Perl: Declaring a list of values as a constant

I've been using the [constant] pragma, and have a quick question on how I can declare a constant list:

use constant {
   LIST_ONE   => qw(this that the other),    #BAD
   LIST_TWO   => ("that", "this", "these", "some of them"),   #BAR
   LIST_THREE => ["these", "those", "and thems"],   #WORKS
};

The problem with the last one is that it creates a reference to a list:

use constant {
   LIST_THREE => ["these", "those", "and thems"],
};

# Way 1: A bit wordy and confusing

my $arrayRef = LIST_THREE;
my @array = @{$arrayRef};

foreach my $item (@array) {
   say qq(Item = "$item");
}

# Way 2: Just plain ugly
foreach my $item (@{&LIST_THREE}) {

   say qq(Item = "$item");
}

This works, but it's on the ugly side.

Is there a better way of creating a constant list?
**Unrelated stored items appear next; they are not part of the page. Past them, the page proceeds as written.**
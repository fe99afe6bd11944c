use super::*;

// ============================================================================
// Root
// ============================================================================

ast_node!(SourceFile, SOURCE_FILE);

impl SourceFile {
    children_method!(items, Item);
    descendants_method!(
        collection_types,
        CollectionTypeExpr,
        "Every collection type expression in the file, nested ones included."
    );
}

// ============================================================================
// Top-level items
// ============================================================================

/// Any top-level statement of a `.msg` file
#[derive(Debug, Clone, PartialEq, Eq, Hash)]
pub enum Item {
    Import(Import),
    UsingNamespace(UsingNamespace),
    NamespaceAlias(NamespaceAlias),
    UsingAlias(UsingAlias),
    Const(ConstDef),
    Struct(StructDef),
    Interface(InterfaceDef),
    Enum(EnumDef),
}

impl AstNode for Item {
    fn can_cast(kind: SyntaxKind) -> bool {
        matches!(
            kind,
            SyntaxKind::IMPORT
                | SyntaxKind::USING_NAMESPACE
                | SyntaxKind::NAMESPACE_ALIAS
                | SyntaxKind::USING_ALIAS
                | SyntaxKind::CONST_DEF
                | SyntaxKind::STRUCT_DEF
                | SyntaxKind::INTERFACE_DEF
                | SyntaxKind::ENUM_DEF
        )
    }

    fn cast(node: SyntaxNode) -> Option<Self> {
        match node.kind() {
            SyntaxKind::IMPORT => Some(Self::Import(Import(node))),
            SyntaxKind::USING_NAMESPACE => Some(Self::UsingNamespace(UsingNamespace(node))),
            SyntaxKind::NAMESPACE_ALIAS => Some(Self::NamespaceAlias(NamespaceAlias(node))),
            SyntaxKind::USING_ALIAS => Some(Self::UsingAlias(UsingAlias(node))),
            SyntaxKind::CONST_DEF => Some(Self::Const(ConstDef(node))),
            SyntaxKind::STRUCT_DEF => Some(Self::Struct(StructDef(node))),
            SyntaxKind::INTERFACE_DEF => Some(Self::Interface(InterfaceDef(node))),
            SyntaxKind::ENUM_DEF => Some(Self::Enum(EnumDef(node))),
            _ => None,
        }
    }

    fn syntax(&self) -> &SyntaxNode {
        match self {
            Self::Import(n) => n.syntax(),
            Self::UsingNamespace(n) => n.syntax(),
            Self::NamespaceAlias(n) => n.syntax(),
            Self::UsingAlias(n) => n.syntax(),
            Self::Const(n) => n.syntax(),
            Self::Struct(n) => n.syntax(),
            Self::Interface(n) => n.syntax(),
            Self::Enum(n) => n.syntax(),
        }
    }
}

// ============================================================================
// Imports and namespace directives
// ============================================================================

ast_node!(Import, IMPORT);

impl Import {
    first_child_method!(path, ImportPath);
}

ast_node!(ImportPath, IMPORT_PATH);

impl ImportPath {
    /// Segments between `/` separators. Empty segments are kept so callers
    /// can detect malformed paths.
    pub fn segments(&self) -> Vec<String> {
        let mut segments = vec![String::new()];
        for token in self.0.children_with_tokens().filter_map(|e| e.into_token()) {
            match token.kind() {
                SyntaxKind::SLASH => segments.push(String::new()),
                kind if kind.is_trivia() => {}
                _ => {
                    if let Some(last) = segments.last_mut() {
                        last.push_str(token.text());
                    }
                }
            }
        }
        segments
    }

    /// The path with segments joined by `/`.
    pub fn text(&self) -> String {
        self.segments().join("/")
    }
}

ast_node!(UsingNamespace, USING_NAMESPACE);

impl UsingNamespace {
    first_child_method!(target, QualifiedName);
}

ast_node!(NamespaceAlias, NAMESPACE_ALIAS);

impl NamespaceAlias {
    first_child_method!(name, Name);
    first_child_method!(target, QualifiedName);
}

ast_node!(UsingAlias, USING_ALIAS);

impl UsingAlias {
    first_child_method!(name, Name);
    first_child_method!(target, PrimitiveTypeExpr);
}

ast_node!(ConstDef, CONST_DEF);

impl ConstDef {
    first_child_method!(ty, PrimitiveTypeExpr);
    first_child_method!(name, Name);
    first_child_method!(value, Literal);
}

// ============================================================================
// Definitions
// ============================================================================

ast_node!(StructDef, STRUCT_DEF);

impl StructDef {
    first_child_method!(name, Name);
    first_child_method!(body, DefBody);
}

ast_node!(InterfaceDef, INTERFACE_DEF);

impl InterfaceDef {
    first_child_method!(name, Name);
    first_child_method!(body, DefBody);
}

ast_node!(EnumDef, ENUM_DEF);

impl EnumDef {
    first_child_method!(name, Name);
    first_child_method!(storage_type, StorageType);
    first_child_method!(body, DefBody);
}

ast_node!(StorageType, STORAGE_TYPE);

impl StorageType {
    /// The declared storage type name, e.g. `uint8`.
    pub fn text(&self) -> Option<String> {
        find_name_token(&self.0).map(|t| t.text().to_string())
    }
}

ast_node!(DefBody, DEF_BODY);

impl DefBody {
    first_child_method!(attribute_block, AttributeBlock);
    children_method!(fields, Field);
    children_method!(members, EnumMember);
}

ast_node!(EnumMember, ENUM_MEMBER);

impl EnumMember {
    first_child_method!(name, Name);
    has_token_method!(has_explicit_value, EQ, "READY = 3");

    /// Text of the explicit value, if any.
    pub fn value_text(&self) -> Option<String> {
        find_token(&self.0, SyntaxKind::INTEGER).map(|t| t.text().to_string())
    }
}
I realize that constants are really just a cheap way of creating a subroutine which returns the value of the constant. But, subroutines can also return a list too.
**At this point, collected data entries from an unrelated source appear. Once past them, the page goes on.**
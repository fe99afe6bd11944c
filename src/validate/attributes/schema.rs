//! Attribute schema documents.
//!
//! A schema declares, per attribute name, the accepted value type(s) plus
//! optional constraints. Documents are YAML or JSON:
//!
//! ```yaml
//! schema_name: units
//! field_attributes:
//!   unit:
//!     type: string
//!     constraints:
//!       enum: [m, s, kg]
//!   range:
//!     type: object
//!     properties:
//!       min: { type: number, required: true }
//!       max: { type: number, required: true }
//! ```

use std::fmt;
use std::path::{Path, PathBuf};

use indexmap::IndexMap;
use regex::Regex;
use serde::Deserialize;

use crate::hir::AttributeValue;

/// Failure to load a schema document.
#[derive(Debug, thiserror::Error)]
pub enum SchemaError {
    #[error("failed to read schema {path}: {source}")]
    Io {
        path: PathBuf,
        #[source]
        source: std::io::Error,
    },
    #[error("invalid YAML schema: {0}")]
    Yaml(#[from] serde_yaml::Error),
    #[error("invalid JSON schema: {0}")]
    Json(#[from] serde_json::Error),
    #[error("unsupported schema file extension: {0}")]
    UnsupportedExtension(PathBuf),
}

/// Which attribute table of a schema applies.
#[derive(Debug, Clone, Copy, PartialEq, Eq)]
pub enum AttributeScope {
    Field,
    Struct,
    Enum,
}

/// One named set of attribute declarations.
#[derive(Debug, Clone, PartialEq, Deserialize)]
pub struct AttributeSchema {
    pub schema_name: String,
    #[serde(default = "default_version")]
    pub version: String,
    #[serde(default)]
    pub description: String,
    #[serde(default)]
    pub field_attributes: IndexMap<String, AttributeSpec>,
    #[serde(default)]
    pub struct_attributes: IndexMap<String, AttributeSpec>,
    #[serde(default)]
    pub enum_attributes: IndexMap<String, AttributeSpec>,
}

fn default_version() -> String {
    "1.0".to_string()
}

impl AttributeSchema {
    pub fn from_yaml_str(text: &str) -> Result<Self, SchemaError> {
        Ok(serde_yaml::from_str(text)?)
    }

    pub fn from_json_str(text: &str) -> Result<Self, SchemaError> {
        Ok(serde_json::from_str(text)?)
    }

    /// Load a `.yaml`, `.yml`, or `.json` document.
    pub fn from_path(path: &Path) -> Result<Self, SchemaError> {
        let text = std::fs::read_to_string(path).map_err(|source| SchemaError::Io {
            path: path.to_path_buf(),
            source,
        })?;
        match path.extension().and_then(|e| e.to_str()) {
            Some("yaml" | "yml") => Self::from_yaml_str(&text),
            Some("json") => Self::from_json_str(&text),
            _ => Err(SchemaError::UnsupportedExtension(path.to_path_buf())),
        }
    }

    pub fn attributes(&self, scope: AttributeScope) -> &IndexMap<String, AttributeSpec> {
        match scope {
            AttributeScope::Field => &self.field_attributes,
            AttributeScope::Struct => &self.struct_attributes,
            AttributeScope::Enum => &self.enum_attributes,
        }
    }

    /// The declaration of `name` in `scope`, if this schema knows it.
    pub fn spec(&self, scope: AttributeScope, name: &str) -> Option<&AttributeSpec> {
        self.attributes(scope).get(name)
    }
}

// ============================================================================
// DECLARATIONS
// ============================================================================

/// Value types a declaration can require.
#[derive(Debug, Clone, Copy, PartialEq, Eq, Deserialize)]
#[serde(rename_all = "lowercase")]
pub enum ValueType {
    String,
    Integer,
    /// Integers are accepted too.
    Float,
    Number,
    Boolean,
    Object,
    Array,
}

impl ValueType {
    pub fn as_str(self) -> &'static str {
        match self {
            ValueType::String => "string",
            ValueType::Integer => "integer",
            ValueType::Float => "float",
            ValueType::Number => "number",
            ValueType::Boolean => "boolean",
            ValueType::Object => "object",
            ValueType::Array => "array",
        }
    }

    pub fn accepts(self, value: &AttributeValue) -> bool {
        matches!(
            (self, value),
            (ValueType::String, AttributeValue::String(_))
                | (ValueType::Integer, AttributeValue::Integer(_))
                | (
                    ValueType::Float | ValueType::Number,
                    AttributeValue::Integer(_) | AttributeValue::Float(_)
                )
                | (ValueType::Boolean, AttributeValue::Bool(_))
                | (ValueType::Object, AttributeValue::Object(_))
                | (ValueType::Array, AttributeValue::List(_))
        )
    }
}

/// A single type or a list of alternatives.
#[derive(Debug, Clone, PartialEq, Eq, Deserialize)]
#[serde(untagged)]
pub enum TypeSpec {
    One(ValueType),
    AnyOf(Vec<ValueType>),
}

impl TypeSpec {
    pub fn accepts(&self, value: &AttributeValue) -> bool {
        match self {
            TypeSpec::One(ty) => ty.accepts(value),
            TypeSpec::AnyOf(types) => types.iter().any(|ty| ty.accepts(value)),
        }
    }
}

impl fmt::Display for TypeSpec {
    fn fmt(&self, f: &mut fmt::Formatter<'_>) -> fmt::Result {
        match self {
            TypeSpec::One(ty) => f.write_str(ty.as_str()),
            TypeSpec::AnyOf(types) => {
                let names: Vec<_> = types.iter().map(|t| t.as_str()).collect();
                write!(f, "[{}]", names.join(", "))
            }
        }
    }
}

/// A numeric bound, kept as written.
#[derive(Debug, Clone, Copy, PartialEq, Deserialize)]
#[serde(untagged)]
pub enum Bound {
    Integer(i64),
    Float(f64),
}

impl Bound {
    fn as_f64(self) -> f64 {
        match self {
            Bound::Integer(v) => v as f64,
            Bound::Float(v) => v,
        }
    }

    /// `value < self`, exact for integers.
    fn is_above(self, value: &AttributeValue) -> bool {
        match (self, value) {
            (Bound::Integer(bound), AttributeValue::Integer(v)) => *v < bound,
            _ => value.as_f64().is_some_and(|v| v < self.as_f64()),
        }
    }

    /// `value > self`, exact for integers.
    fn is_below(self, value: &AttributeValue) -> bool {
        match (self, value) {
            (Bound::Integer(bound), AttributeValue::Integer(v)) => *v > bound,
            _ => value.as_f64().is_some_and(|v| v > self.as_f64()),
        }
    }
}

impl fmt::Display for Bound {
    fn fmt(&self, f: &mut fmt::Formatter<'_>) -> fmt::Result {
        match self {
            Bound::Integer(v) => write!(f, "{v}"),
            Bound::Float(v) => write!(f, "{v}"),
        }
    }
}

/// A regex compiled when the schema is loaded.
#[derive(Debug, Clone, Deserialize)]
#[serde(try_from = "String")]
pub struct Pattern {
    source: String,
    regex: Regex,
}

impl Pattern {
    pub fn as_str(&self) -> &str {
        &self.source
    }

    /// Match anchored at the start of `text`, not necessarily at its end.
    pub fn matches_start(&self, text: &str) -> bool {
        self.regex.find(text).is_some_and(|m| m.start() == 0)
    }
}

impl TryFrom<String> for Pattern {
    type Error = regex::Error;

    fn try_from(source: String) -> Result<Self, Self::Error> {
        let regex = Regex::new(&source)?;
        Ok(Self { source, regex })
    }
}

impl PartialEq for Pattern {
    fn eq(&self, other: &Self) -> bool {
        self.source == other.source
    }
}

#[derive(Debug, Clone, Default, PartialEq, Deserialize)]
#[serde(default)]
pub struct Constraints {
    pub min: Option<Bound>,
    pub max: Option<Bound>,
    pub min_length: Option<usize>,
    pub max_length: Option<usize>,
    pub pattern: Option<Pattern>,
    #[serde(rename = "enum")]
    pub allowed: Option<Vec<AttributeValue>>,
}

/// Declaration of one attribute (or of one object property / array item).
#[derive(Debug, Clone, Default, PartialEq, Deserialize)]
#[serde(default)]
pub struct AttributeSpec {
    #[serde(rename = "type")]
    pub ty: Option<TypeSpec>,
    pub constraints: Constraints,
    pub properties: IndexMap<String, AttributeSpec>,
    pub items: Option<Box<AttributeSpec>>,
    /// Only meaningful for object properties.
    pub required: bool,
    pub description: Option<String>,
}

impl AttributeSpec {
    /// Check `value` against this declaration. The first failure wins.
    pub fn validate(&self, value: &AttributeValue) -> Result<(), String> {
        let Some(ty) = &self.ty else {
            return Err("Schema error: no type specified".to_string());
        };
        if !ty.accepts(value) {
            return Err(format!("Expected type {ty}, got {}", value.type_name()));
        }

        self.check_constraints(value)?;

        match value {
            AttributeValue::Object(object) => self.validate_properties(object),
            AttributeValue::List(items) => self.validate_items(items),
            _ => Ok(()),
        }
    }

    fn check_constraints(&self, value: &AttributeValue) -> Result<(), String> {
        let c = &self.constraints;

        if matches!(value, AttributeValue::Integer(_) | AttributeValue::Float(_)) {
            if let Some(min) = c.min.filter(|min| min.is_above(value)) {
                return Err(format!("Value {value} is less than minimum {min}"));
            }
            if let Some(max) = c.max.filter(|max| max.is_below(value)) {
                return Err(format!("Value {value} exceeds maximum {max}"));
            }
        }

        let length = match value {
            AttributeValue::String(s) => Some(s.chars().count()),
            AttributeValue::List(items) => Some(items.len()),
            _ => None,
        };
        if let Some(len) = length {
            if let Some(min) = c.min_length.filter(|min| len < *min) {
                return Err(format!("Length {len} is less than minimum {min}"));
            }
            if let Some(max) = c.max_length.filter(|max| len > *max) {
                return Err(format!("Length {len} exceeds maximum {max}"));
            }
        }

        if let (AttributeValue::String(s), Some(pattern)) = (value, &c.pattern) {
            if !pattern.matches_start(s) {
                return Err(format!(
                    "Value '{s}' does not match pattern '{}'",
                    pattern.as_str()
                ));
            }
        }

        if let Some(allowed) = &c.allowed {
            if !allowed.contains(value) {
                let list = AttributeValue::List(allowed.clone());
                return Err(format!("Value {value} not in allowed values: {list}"));
            }
        }

        Ok(())
    }

    fn validate_properties(&self, object: &IndexMap<String, AttributeValue>) -> Result<(), String> {
        for (name, spec) in &self.properties {
            if spec.required && !object.contains_key(name) {
                return Err(format!("Required property '{name}' missing"));
            }
        }
        for (name, value) in object {
            // Undeclared properties are allowed.
            let Some(spec) = self.properties.get(name) else {
                continue;
            };
            spec.validate(value)
                .map_err(|reason| format!("Property '{name}': {reason}"))?;
        }
        Ok(())
    }

    fn validate_items(&self, items: &[AttributeValue]) -> Result<(), String> {
        let Some(spec) = &self.items else {
            return Ok(());
        };
        for (i, item) in items.iter().enumerate() {
            spec.validate(item)
                .map_err(|reason| format!("Array item {i}: {reason}"))?;
        }
        Ok(())
    }
}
What is the best way to declare a constant list?

Upvotes: 3

Views: 5630

Answers (3)

Elbin
Elbin

Reputation: 532

If you want a constant array, I'd recommend using Const::Fast, which lets you declare constant scalars, hashes, and arrays.
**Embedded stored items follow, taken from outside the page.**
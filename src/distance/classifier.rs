use super::{DistanceBucket, Thresholds};

/// Map a block distance onto a risk bucket. Bounds are inclusive.
pub fn classify(distance: u64, thresholds: &Thresholds) -> DistanceBucket {
    let [t1, t2, t3] = thresholds.as_array();
    if distance <= t1 {
        DistanceBucket::Closest
    } else if distance <= t2 {
        DistanceBucket::Near
    } else if distance <= t3 {
        DistanceBucket::Far
    } else {
        DistanceBucket::Farthest
    }
}

/// Absolute difference between a target block and the current chain height.
pub fn block_distance(target_block: u64, current_block: u64) -> u64 {
    target_block.abs_diff(current_block)
}

#[cfg(test)]
mod tests {
    use super::*;
    use crate::error::ErrorKind;

    #[test]
    fn narrow_triple_examples() {
        let t = Thresholds::new(2, 10, 256).unwrap();
        assert_eq!(classify(5, &t), DistanceBucket::Near);
        assert_eq!(classify(5, &t).color(), "lightgreen");
        assert_eq!(classify(500, &t), DistanceBucket::Farthest);
    }

    #[test]
    fn bounds_are_inclusive() {
        let t = Thresholds::SIMPLE;
        assert_eq!(classify(0, &t), DistanceBucket::Closest);
        assert_eq!(classify(64, &t), DistanceBucket::Closest);
        assert_eq!(classify(65, &t), DistanceBucket::Near);
        assert_eq!(classify(128, &t), DistanceBucket::Near);
        assert_eq!(classify(192, &t), DistanceBucket::Far);
        assert_eq!(classify(193, &t), DistanceBucket::Farthest);
    }

    #[test]
    fn classification_is_monotonic() {
        for t in [Thresholds::SIMPLE, Thresholds::COMPLEX, Thresholds::new(2, 10, 256).unwrap()] {
            let mut prev = classify(0, &t);
            for d in 1..400 {
                let cur = classify(d, &t);
                assert!(cur >= prev, "distance {d} moved from {prev:?} to {cur:?}");
                prev = cur;
            }
        }
    }

    #[test]
    fn equal_bounds_skip_buckets() {
        let t = Thresholds::new(10, 10, 10).unwrap();
        assert_eq!(classify(10, &t), DistanceBucket::Closest);
        assert_eq!(classify(11, &t), DistanceBucket::Farthest);
    }

    #[test]
    fn decreasing_bounds_are_rejected() {
        let err = Thresholds::new(10, 5, 20).unwrap_err();
        assert_eq!(err.kind(), ErrorKind::Range);
    }

    #[test]
    fn thresholds_parse_from_env_strings() {
        let t: Thresholds = "32, 64,96".parse().unwrap();
        assert_eq!(t, Thresholds::COMPLEX);
        assert!("1,2".parse::<Thresholds>().is_err());
        assert!("a,b,c".parse::<Thresholds>().is_err());
        assert!("3,2,1".parse::<Thresholds>().is_err());
    }

    #[test]
    fn thresholds_serialize_as_array() {
        let json = serde_json::to_string(&Thresholds::SIMPLE).unwrap();
        assert_eq!(json, "[64,128,192]");
        assert!(serde_json::from_str::<Thresholds>("[3,2,1]").is_err());
    }

    #[test]
    fn distance_is_absolute() {
        assert_eq!(block_distance(100, 40), 60);
        assert_eq!(block_distance(40, 100), 60);
        assert_eq!(block_distance(7, 7), 0);
    }

    #[test]
    fn ranks_follow_bucket_order() {
        let ranks: Vec<u8> = DistanceBucket::ALL.iter().map(|b| b.rank()).collect();
        assert_eq!(ranks, vec![1, 2, 3, 4]);
    }
}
I've reviewed all the different modules on CPAN for declaring constants: http://neilb.org/reviews/constants.html.

Neil

Upvotes: 0

mob
mob

Reputation: 118635

The constant pragma is just syntactic sugar for a compile-time subroutine declaration. You can do more or less the same thing with a subroutine that returns a list with something like:

BEGIN {
    *LIST_ONE = sub () { qw(this that the other) }
}

And then you may say

@list = LIST_ONE;
$element = (LIST_ONE)[1];

Upvotes: 1

CanSpice
CanSpice

Reputation: 35818

According to the documentation, if you do:

use constant DAYS => qw( Sunday Monday Tuesday Wednesday Thursday Friday Saturday);

...you can then do:

my @workdays = (DAYS)[1..5];

I'd say that's nicer than the two ways of referencing constant lists that you have described.